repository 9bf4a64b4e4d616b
use std::collections::BTreeMap;

use chrono::{DateTime, NaiveDate, Utc};
use serde::{Deserialize, Serialize};

use super::domain::{
    Application, ApplicationId, ApplicationStatus, ParentAccountId, ReferenceNumber, Standard,
    StatusTransitionEvent, Student, StudentId, TrackingToken,
};
use super::numbering::SequenceScope;

/// Shown on the tracking page until staff record their own remark.
pub const DEFAULT_APPLICANT_REMARK: &str = "We will contact you within 2-3 business days";

/// Stored application plus its optimistic-concurrency version and audit trail.
#[derive(Debug, Clone, PartialEq, Eq, Serialize, Deserialize)]
pub struct ApplicationRecord {
    pub application: Application,
    /// Version the record was read at. Stores bump it on every successful update.
    pub version: u64,
    pub history: Vec<StatusTransitionEvent>,
    /// Held by the admit currently working on this application.
    #[serde(default, skip_serializing_if = "Option::is_none")]
    pub admission_claim: Option<AdmissionClaim>,
}

/// Marker written with a version check before an admit touches students or
/// parent accounts. While it is live no other admit may start.
#[derive(Debug, Clone, PartialEq, Eq, Serialize, Deserialize)]
pub struct AdmissionClaim {
    pub attempt: String,
    pub claimed_at: DateTime<Utc>,
}

impl ApplicationRecord {
    pub fn status(&self) -> ApplicationStatus {
        self.application.status
    }

    /// Sanitized snapshot for the token-gated public endpoints.
    pub fn tracking_view(&self) -> TrackingView {
        let application = &self.application;
        TrackingView {
            reference_number: application.reference_number.clone(),
            student_name: application.applicant.student_name.clone(),
            applying_for_class: application.applicant.applying_for_class,
            branch: application.applicant.branch.clone(),
            status: application.status.label(),
            status_message: application.status.applicant_message(),
            remarks: application
                .remarks
                .clone()
                .unwrap_or_else(|| DEFAULT_APPLICANT_REMARK.to_string()),
            documents_link: application.documents_link.clone(),
            payment_receipt_link: application.payment_receipt_link.clone(),
            roll_number: application
                .enrollment
                .as_ref()
                .map(|enrollment| enrollment.roll_number.clone()),
            submitted_on: application.created_at.date_naive(),
        }
    }
}

/// Public view of an application. Contact details and internal ids are omitted.
#[derive(Debug, Clone, PartialEq, Eq, Serialize)]
pub struct TrackingView {
    pub reference_number: ReferenceNumber,
    pub student_name: String,
    pub applying_for_class: Standard,
    pub branch: String,
    pub status: &'static str,
    pub status_message: &'static str,
    pub remarks: String,
    #[serde(skip_serializing_if = "Option::is_none")]
    pub documents_link: Option<String>,
    #[serde(skip_serializing_if = "Option::is_none")]
    pub payment_receipt_link: Option<String>,
    #[serde(skip_serializing_if = "Option::is_none")]
    pub roll_number: Option<String>,
    pub submitted_on: NaiveDate,
}

/// Storage for application rows. `update` is a compare-and-swap on `version`.
pub trait ApplicationRepository: Send + Sync {
    /// Fails with `Conflict` when the id, reference number or token is taken.
    fn insert(&self, record: ApplicationRecord) -> Result<ApplicationRecord, RepositoryError>;
    /// Persist `record` if the stored version still equals `record.version`.
    /// Returns the stored record carrying the bumped version.
    fn update(&self, record: ApplicationRecord) -> Result<ApplicationRecord, RepositoryError>;
    fn fetch(&self, id: &ApplicationId) -> Result<Option<ApplicationRecord>, RepositoryError>;
    fn find_by_reference(
        &self,
        reference: &ReferenceNumber,
    ) -> Result<Option<ApplicationRecord>, RepositoryError>;
    fn find_by_token(
        &self,
        token: &TrackingToken,
    ) -> Result<Option<ApplicationRecord>, RepositoryError>;
    fn list(&self) -> Result<Vec<ApplicationRecord>, RepositoryError>;
}

/// Student rows and the atomic counters behind admission and roll numbers.
pub trait StudentRegistry: Send + Sync {
    /// Atomically reserve the next value (starting at 1) for `scope`.
    fn next_sequence(&self, scope: &SequenceScope) -> Result<u32, RepositoryError>;
    /// Fails with `Conflict` when a student already exists for the application.
    fn insert(&self, student: Student) -> Result<Student, RepositoryError>;
    fn remove(&self, id: &StudentId) -> Result<(), RepositoryError>;
    fn find_by_application(&self, id: &ApplicationId) -> Result<Option<Student>, RepositoryError>;
}

/// Error enumeration for repository failures.
#[derive(Debug, Clone, PartialEq, Eq, thiserror::Error)]
pub enum RepositoryError {
    #[error("record was modified concurrently")]
    Conflict,
    #[error("record not found")]
    NotFound,
    #[error("repository unavailable: {0}")]
    Unavailable(String),
}

/// Parent login to create (or link) when a student is admitted.
#[derive(Debug, Clone, PartialEq, Eq)]
pub struct ParentAccountRequest {
    pub email: String,
    pub full_name: String,
    pub mobile: String,
    /// Plaintext initial password. Issuers store only a hash.
    pub initial_password: String,
}

/// Result of provisioning a parent account.
#[derive(Debug, Clone, PartialEq, Eq)]
pub struct ProvisionedAccount {
    pub account_id: ParentAccountId,
    pub login_email: String,
    /// `false` when an existing account (e.g. for a sibling) was linked instead.
    pub created: bool,
}

/// External auth store for parent logins.
pub trait CredentialIssuer: Send + Sync {
    fn provision(&self, request: &ParentAccountRequest)
        -> Result<ProvisionedAccount, CredentialError>;
    /// Delete an account created during an admit that was later rolled back.
    fn revoke(&self, account: &ParentAccountId) -> Result<(), CredentialError>;
}

#[derive(Debug, Clone, PartialEq, Eq, thiserror::Error)]
pub enum CredentialError {
    #[error("password hashing failed: {0}")]
    Hashing(String),
    #[error("auth store unavailable: {0}")]
    Unavailable(String),
}

/// Templates the parent-facing mailer knows how to render.
#[derive(Debug, Clone, Copy, PartialEq, Eq, Serialize, Deserialize)]
#[serde(rename_all = "snake_case")]
pub enum NotificationTemplate {
    ApplicationOnHold,
    ApplicationRejected,
    AdmissionConfirmed,
}

/// Outbound notification payload.
#[derive(Debug, Clone, PartialEq, Eq, Serialize, Deserialize)]
pub struct Notification {
    pub template: NotificationTemplate,
    pub application_id: ApplicationId,
    pub recipient: String,
    pub details: BTreeMap<String, String>,
}

/// Email or SMS transport.
pub trait NotificationSender: Send + Sync {
    fn send(&self, notification: Notification) -> Result<(), NotificationError>;
}

#[derive(Debug, Clone, PartialEq, Eq, thiserror::Error)]
pub enum NotificationError {
    #[error("notification transport unavailable: {0}")]
    Transport(String),
}

/// Per-status counts for the admissions dashboard.
#[derive(Debug, Clone, PartialEq, Eq, Serialize)]
pub struct PipelineSummary {
    pub total: usize,
    /// New, hot and warm enquiries plus applications awaiting documents.
    pub active_enquiries: usize,
    pub by_status: BTreeMap<&'static str, usize>,
    pub generated_at: DateTime<Utc>,
}
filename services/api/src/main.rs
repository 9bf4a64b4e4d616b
use admissions_api::run;

#[tokio::main]
async fn main() {
    if let Err(err) = run().await {
        eprintln!("application error: {err}");
        std::process::exit(1);
    }
}
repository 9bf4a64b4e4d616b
pub mod config;
pub mod error;
pub mod telemetry;
pub mod workflows;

• • • • • • •

### Your goal
Search the entries for the word "struct" and show every line that has it.

### Task result
pub struct ApplicationRecord {
pub struct AdmissionClaim {
pub struct TrackingView {
pub struct ParentAccountRequest {
pub struct ProvisionedAccount {
pub struct Notification {
pub struct PipelineSummary {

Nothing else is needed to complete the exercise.